Lesetipp: Das Bremer Institut für Bilderbuchforschung empfiehlt

Bilderbücher greifen seit einigen Jahren vermehrt Themen einer nachhaltigen Entwicklung auf, lassen dabei aber die besorgniserregende Tendenz erkennen, Kinder zu Weltretter:innen zu stilisieren und ihnen die Verantwortung für eine lebenswerte Zukunft zu übertragen. Statt mit packenden Geschichten werden die Rezipient:innen also mit moralischen Belehrungen konfrontiert, die in erster Linie Überdruss erzeugen – sowohl am Lesen als auch am Weltretten. Höchste Zeit für frischen Wind in der Bilderbuchlandschaft, höchste Zeit für eine Trendwende – höchste Zeit für Frau Leo! 

Das Cover mit Frau Leo und den anderen Tieren im Bus.

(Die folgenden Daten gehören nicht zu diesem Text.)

//! libusb-backed bus and device handle
//!
//! Wraps rusb's context and device handles, caching the descriptor strings
//! read when the device is opened.

use crate::usb::bus::{ControlChannel, LookupError, UsbBus};
use crate::usb::transfers::{execute_control_out, map_rusb_error};
use common::{ControlRequest, DeviceMode, DeviceSummary, UsbError, UsbId};
use rusb::{Context, Device, DeviceDescriptor, DeviceHandle, UsbContext};
use tracing::{debug, warn};

/// Host USB subsystem through libusb
pub struct HostBus {
    context: Context,
}

impl HostBus {
    /// Create a new libusb context
    pub fn new() -> Result<Self, UsbError> {
        let context = Context::new().map_err(map_rusb_error)?;
        Ok(Self { context })
    }
}

impl UsbBus for HostBus {
    type Channel = HostDevice;

    fn open(&self, id: UsbId) -> Result<Option<HostDevice>, LookupError> {
        let devices = self
            .context
            .devices()
            .map_err(|e| LookupError::Enumerate(map_rusb_error(e)))?;

        for device in devices.iter() {
            let descriptor = match device.device_descriptor() {
                Ok(descriptor) => descriptor,
                Err(e) => {
                    debug!(
                        "Skipping device bus={} addr={}: {}",
                        device.bus_number(),
                        device.address(),
                        e
                    );
                    continue;
                }
            };

            if descriptor.vendor_id() != id.vendor_id || descriptor.product_id() != id.product_id {
                continue;
            }

            debug!(
                "Matched {} at bus={} addr={}",
                id,
                device.bus_number(),
                device.address()
            );
            return HostDevice::open(device, &descriptor)
                .map(Some)
                .map_err(LookupError::Open);
        }

        Ok(None)
    }

    fn list_devices(&self) -> Result<Vec<DeviceSummary>, UsbError> {
        let devices = self.context.devices().map_err(map_rusb_error)?;
        let mut summaries = Vec::with_capacity(devices.len());

        for device in devices.iter() {
            match device.device_descriptor() {
                Ok(descriptor) => {
                    let id = UsbId::new(descriptor.vendor_id(), descriptor.product_id());
                    // Strings are best-effort: an unopenable device is still listed
                    let summary = if reads_strings(id) {
                        match device.open() {
                            Ok(handle) => read_summary(&device, &descriptor, &handle),
                            Err(_) => bare_summary(&device, &descriptor),
                        }
                    } else {
                        bare_summary(&device, &descriptor)
                    };
                    summaries.push(summary);
                }
                Err(e) => warn!("Failed to read device descriptor: {}", e),
            }
        }

        debug!("Enumerated {} devices", summaries.len());
        Ok(summaries)
    }
}

/// Opened USB device
///
/// The underlying libusb handle is closed when this value is dropped.
pub struct HostDevice {
    handle: DeviceHandle<Context>,
    summary: DeviceSummary,
}

impl HostDevice {
    fn open(device: Device<Context>, descriptor: &DeviceDescriptor) -> Result<Self, UsbError> {
        let handle = device.open().map_err(|e| {
            warn!("Failed to open device: {}", e);
            map_rusb_error(e)
        })?;

        let summary = read_summary(&device, descriptor, &handle);
        debug!("Opened device {}", summary.id);

        Ok(Self { handle, summary })
    }
}

impl ControlChannel for HostDevice {
    fn write_control(&mut self, request: &ControlRequest) -> Result<(), UsbError> {
        execute_control_out(&self.handle, request)
    }

    fn summary(&self) -> DeviceSummary {
        self.summary.clone()
    }
}

impl Drop for HostDevice {
    fn drop(&mut self) {
        debug!("Releasing device {}", self.summary.id);
    }
}

/// Only restricted-mode devices are opened while listing
fn reads_strings(id: UsbId) -> bool {
    DeviceMode::from_usb_id(id).is_some()
}

fn bare_summary<T: UsbContext>(
    device: &Device<T>,
    descriptor: &DeviceDescriptor,
) -> DeviceSummary {
    DeviceSummary::bare(
        UsbId::new(descriptor.vendor_id(), descriptor.product_id()),
        device.bus_number(),
        device.address(),
    )
}

/// Read string descriptors from device
fn read_summary<T: UsbContext>(
    device: &Device<T>,
    descriptor: &DeviceDescriptor,
    handle: &DeviceHandle<T>,
) -> DeviceSummary {
    let read =
        |index: Option<u8>| index.and_then(|idx| handle.read_string_descriptor_ascii(idx).ok());

    DeviceSummary {
        manufacturer: read(descriptor.manufacturer_string_index()),
        product: read(descriptor.product_string_index()),
        serial_number: read(descriptor.serial_number_string_index()),
        ..bare_summary(device, descriptor)
    }
}
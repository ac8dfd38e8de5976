//! Recovery-mode exit tooling
//!
//! Locates a device stuck in recovery or DFU mode and asks it to reboot
//! into normal operation with a single control transfer.

pub mod detect;
pub mod error;
pub mod strategy;
#[cfg(any(test, feature = "test-utils"))]
pub mod test_utils;
pub mod trigger;
pub mod usb;

pub use detect::{DetectedDevice, detect_recovery_devices};
pub use error::{FailedAttempt, RecoveryError};
pub use strategy::AddressingStrategy;
pub use trigger::{
    ExitReport, RecoveryExitTrigger, attempt_exit_recovery, exit_code, exit_recovery,
    exit_recovery_on, exit_recovery_with,
};
pub use usb::{ControlChannel, HostBus, LookupError, UsbBus};
//! Recovery-family device detection
//!
//! Scans the bus for devices advertising any restricted boot mode. Nothing
//! is sent to the devices found.

use crate::usb::UsbBus;
use common::{DeviceMode, DeviceSummary, UsbError};
use tracing::debug;

/// Attached device in a restricted boot mode
#[derive(Debug, Clone, PartialEq, Eq)]
pub struct DetectedDevice {
    pub mode: DeviceMode,
    pub summary: DeviceSummary,
}

/// List attached devices in recovery, DFU or WTF mode
pub fn detect_recovery_devices<B: UsbBus>(bus: &B) -> Result<Vec<DetectedDevice>, UsbError> {
    let detected: Vec<DetectedDevice> = bus
        .list_devices()?
        .into_iter()
        .filter_map(|summary| {
            DeviceMode::from_usb_id(summary.id).map(|mode| DetectedDevice { mode, summary })
        })
        .collect();

    debug!("Detected {} recovery-family devices", detected.len());
    Ok(detected)
}

#[cfg(test)]
mod tests {
    use super::*;
    use crate::test_utils::MockBus;
    use common::UsbId;

    #[test]
    fn test_detect_filters_unrelated_devices() {
        let bus = MockBus::new()
            .with_device(UsbId::new(0x1d6b, 0x0002))
            .with_device(DeviceMode::Wtf.usb_id())
            .with_device(UsbId::new(0x05AC, 0x12a8))
            .with_device(DeviceMode::Recovery.usb_id());

        let modes: Vec<DeviceMode> = detect_recovery_devices(&bus)
            .unwrap()
            .into_iter()
            .map(|device| device.mode)
            .collect();

        assert_eq!(modes, vec![DeviceMode::Wtf, DeviceMode::Recovery]);
    }

    #[test]
    fn test_detect_sends_nothing() {
        let bus = MockBus::new().with_device(DeviceMode::Dfu.usb_id());

        detect_recovery_devices(&bus).unwrap();
        assert!(bus.sent_requests().is_empty());
    }
}
//! USB host access
//!
//! The trigger talks to the bus through the [`UsbBus`] and [`ControlChannel`]
//! traits. [`HostBus`] is the libusb-backed implementation used by the binary.

pub mod bus;
pub mod device;
pub mod transfers;

pub use bus::{ControlChannel, LookupError, UsbBus};
pub use device::{HostBus, HostDevice};
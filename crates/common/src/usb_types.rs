//! USB identifier types shared across crates
//!
//! Defines the identifier pairs a device reports in its restricted boot
//! modes, the control request shape used to address it, and the transport
//! fault taxonomy.

use std::fmt;
use thiserror::Error;

/// Apple USB vendor ID (shared by every mode)
pub const APPLE_VENDOR_ID: u16 = 0x05AC;

/// USB vendor/product identifier pair
#[derive(Debug, Clone, Copy, PartialEq, Eq, Hash)]
pub struct UsbId {
    pub vendor_id: u16,
    pub product_id: u16,
}

impl UsbId {
    pub const fn new(vendor_id: u16, product_id: u16) -> Self {
        Self {
            vendor_id,
            product_id,
        }
    }
}

impl fmt::Display for UsbId {
    fn fmt(&self, f: &mut fmt::Formatter<'_>) -> fmt::Result {
        write!(f, "{:04x}:{:04x}", self.vendor_id, self.product_id)
    }
}

/// Restricted boot mode a device can be found in
#[derive(Debug, Clone, Copy, PartialEq, Eq, Hash)]
pub enum DeviceMode {
    /// Recovery mode - device shows the "connect to computer" screen
    Recovery,
    /// Device Firmware Update mode - screen stays black
    Dfu,
    /// "What The Flash" low-level restore mode
    Wtf,
}

impl DeviceMode {
    /// Modes the exit trigger searches for, in search order
    pub const EXIT_TARGETS: [DeviceMode; 2] = [DeviceMode::Recovery, DeviceMode::Dfu];

    /// Every mode recognised when scanning the bus
    pub const ALL: [DeviceMode; 3] = [DeviceMode::Recovery, DeviceMode::Dfu, DeviceMode::Wtf];

    /// Identifier pair advertised in this mode
    pub const fn usb_id(self) -> UsbId {
        match self {
            DeviceMode::Recovery => UsbId::new(APPLE_VENDOR_ID, 0x1281),
            DeviceMode::Dfu => UsbId::new(APPLE_VENDOR_ID, 0x1227),
            DeviceMode::Wtf => UsbId::new(APPLE_VENDOR_ID, 0x1222),
        }
    }

    /// Look up the mode advertised by an identifier pair
    pub fn from_usb_id(id: UsbId) -> Option<DeviceMode> {
        Self::ALL.into_iter().find(|mode| mode.usb_id() == id)
    }

    pub const fn name(self) -> &'static str {
        match self {
            DeviceMode::Recovery => "Recovery Mode",
            DeviceMode::Dfu => "DFU Mode",
            DeviceMode::Wtf => "WTF Mode",
        }
    }
}

impl fmt::Display for DeviceMode {
    fn fmt(&self, f: &mut fmt::Formatter<'_>) -> fmt::Result {
        f.write_str(self.name())
    }
}

/// Control transfer setup parameters with an empty data stage
#[derive(Debug, Clone, Copy, PartialEq, Eq)]
pub struct ControlRequest {
    /// bmRequestType
    pub request_type: u8,
    /// bRequest
    pub request: u8,
    /// wValue
    pub value: u16,
    /// wIndex
    pub index: u16,
}

impl ControlRequest {
    /// Bit 7 of bmRequestType clear means host-to-device
    pub fn is_host_to_device(&self) -> bool {
        (self.request_type & 0x80) == 0
    }
}

impl fmt::Display for ControlRequest {
    fn fmt(&self, f: &mut fmt::Formatter<'_>) -> fmt::Result {
        write!(
            f,
            "request_type={:#04x}, request={:#04x}, value={:#06x}, index={:#06x}",
            self.request_type, self.request, self.value, self.index
        )
    }
}

/// Attached device as seen during enumeration
#[derive(Debug, Clone, PartialEq, Eq)]
pub struct DeviceSummary {
    pub id: UsbId,
    pub bus_number: u8,
    pub device_address: u8,
    pub manufacturer: Option<String>,
    pub product: Option<String>,
    pub serial_number: Option<String>,
}

impl DeviceSummary {
    /// Summary with no string descriptors
    pub fn bare(id: UsbId, bus_number: u8, device_address: u8) -> Self {
        Self {
            id,
            bus_number,
            device_address,
            manufacturer: None,
            product: None,
            serial_number: None,
        }
    }
}

/// USB transport fault
#[derive(Debug, Clone, PartialEq, Eq, Error)]
pub enum UsbError {
    #[error("transfer timed out")]
    Timeout,
    #[error("endpoint stalled")]
    Pipe,
    #[error("device disconnected")]
    NoDevice,
    #[error("entity not found")]
    NotFound,
    #[error("device busy")]
    Busy,
    #[error("buffer overflow")]
    Overflow,
    #[error("input/output error")]
    Io,
    #[error("invalid parameter")]
    InvalidParam,
    #[error("access denied (insufficient permissions)")]
    Access,
    #[error("{message}")]
    Other { message: String },
}

#[cfg(test)]
mod tests {
    use super::*;

    #[test]
    fn test_known_identifier_pairs() {
        assert_eq!(DeviceMode::Recovery.usb_id(), UsbId::new(0x05AC, 0x1281));
        assert_eq!(DeviceMode::Dfu.usb_id(), UsbId::new(0x05AC, 0x1227));
        assert_eq!(DeviceMode::Wtf.usb_id(), UsbId::new(0x05AC, 0x1222));
    }

    #[test]
    fn test_exit_targets_search_recovery_first() {
        assert_eq!(
            DeviceMode::EXIT_TARGETS,
            [DeviceMode::Recovery, DeviceMode::Dfu]
        );
    }

    #[test]
    fn test_from_usb_id() {
        assert_eq!(
            DeviceMode::from_usb_id(UsbId::new(0x05AC, 0x1227)),
            Some(DeviceMode::Dfu)
        );
        assert_eq!(DeviceMode::from_usb_id(UsbId::new(0x05AC, 0x12a8)), None);
        assert_eq!(DeviceMode::from_usb_id(UsbId::new(0x1234, 0x1281)), None);
    }

    #[test]
    fn test_usb_id_display() {
        assert_eq!(UsbId::new(0x05AC, 0x1281).to_string(), "05ac:1281");
    }

    #[test]
    fn test_control_request_direction() {
        let vendor_out = ControlRequest {
            request_type: 0x40,
            request: 0,
            value: 0,
            index: 0,
        };
        assert!(vendor_out.is_host_to_device());

        let vendor_in = ControlRequest {
            request_type: 0xC0,
            ..vendor_out
        };
        assert!(!vendor_in.is_host_to_device());
    }

    #[test]
    fn test_usb_error_display() {
        assert_eq!(UsbError::Pipe.to_string(), "endpoint stalled");
        let other = UsbError::Other {
            message: "libusb exploded".to_string(),
        };
        assert_eq!(other.to_string(), "libusb exploded");
    }
}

Frau Leo ist Leopardin und mit ihrem Leben rundum zufrieden: Sie hat einen Baum zum Schlafen und einen Bus, mit dem sie ihre zahlreichen Fahrgäste jeden Tag zu ihren „Tierterminen“ fährt. Diese Alltagsroutine wird allerdings gestört, als eines Tages ein Auto den Bus überholt. „Sensationell!“ finden das immer mehr Passagiere und folgen diesem Beispiel. Sowohl die Tierfiguren selbst als auch ihre Autos weisen dabei eine große Vielfalt an Erscheinungsformen auf, in denen sich zunächst die mit dem Individualverkehr verbundenen positiven Aspekte niederschlagen, die aber zunehmend durch den kollektiven Stillstand überlagert werden. Für Frau Leo folgt daraus, dass sie allein im Bus in völlig überfüllten Straßen feststeckt und ihr Baum den Demonstrationen für breitere Verkehrswege zum Opfer fällt. „Weg mit dem Schnickschnack!“ steht auf einem Protestplakat, was Frau Leo betroffen zurücklässt: „Dann waren also Frau Leos Baum, Frau Leos Bus und Frau Leo selbst Schnickschnack.“ 

Doch statt zu verzagen, arrangiert sie sich mit den Umständen, pflanzt einen von ihrem Baum geretteten Zweig ein, schläft in ihrem Bus und wartet geduldig ab, während die anderen Tiere wartend und hustend im Stau stehen. 

Als schließlich das erste Blättchen zu sprießen beginnt, hat auch Frau Leo eine Idee, deren Umsetzung und Wirkung nur bildlich erzählt wird: Sie überholt mit einem Fahrrad die stinkenden Autokolonnen – sensationell, oder? Kein Wunder, dass sich die anderen Tiere anschließen, neue Bäume pflanzen und gelegentlich sogar wieder Bus fahren, in dem sie „alle zusammen einen Ort zum Reden haben“. 

Das Buch überzeugt durch eine humorvolle Darstellung der durch Kurzsichtigkeit selbst verschuldeten Probleme und das einfache Credo, auch gegen gesellschaftliche Trends eigenen Visionen zu folgen, um neue Trends zu setzen. 

Elisabeth Hollerweger

FRAU LEO LEGT LOS | Natalia Shaloshvili | BILDERBUCH Knesebeck Verlag | München 2023 | €16,00 | 48 S.


Das Bremer Institut für Bilderbuchforschung

wird von Dr. Elisabeth Hollerweger geleitet und verfolgt das Ziel, die vielschichtigen Potentiale von Bilderbüchern für unterschiedliche Kontexte zu erschließen und sichtbar zu machen. Als universitäre Einrichtung bewegt sich die Arbeit zwischen Forschung, Lehre und Transfer.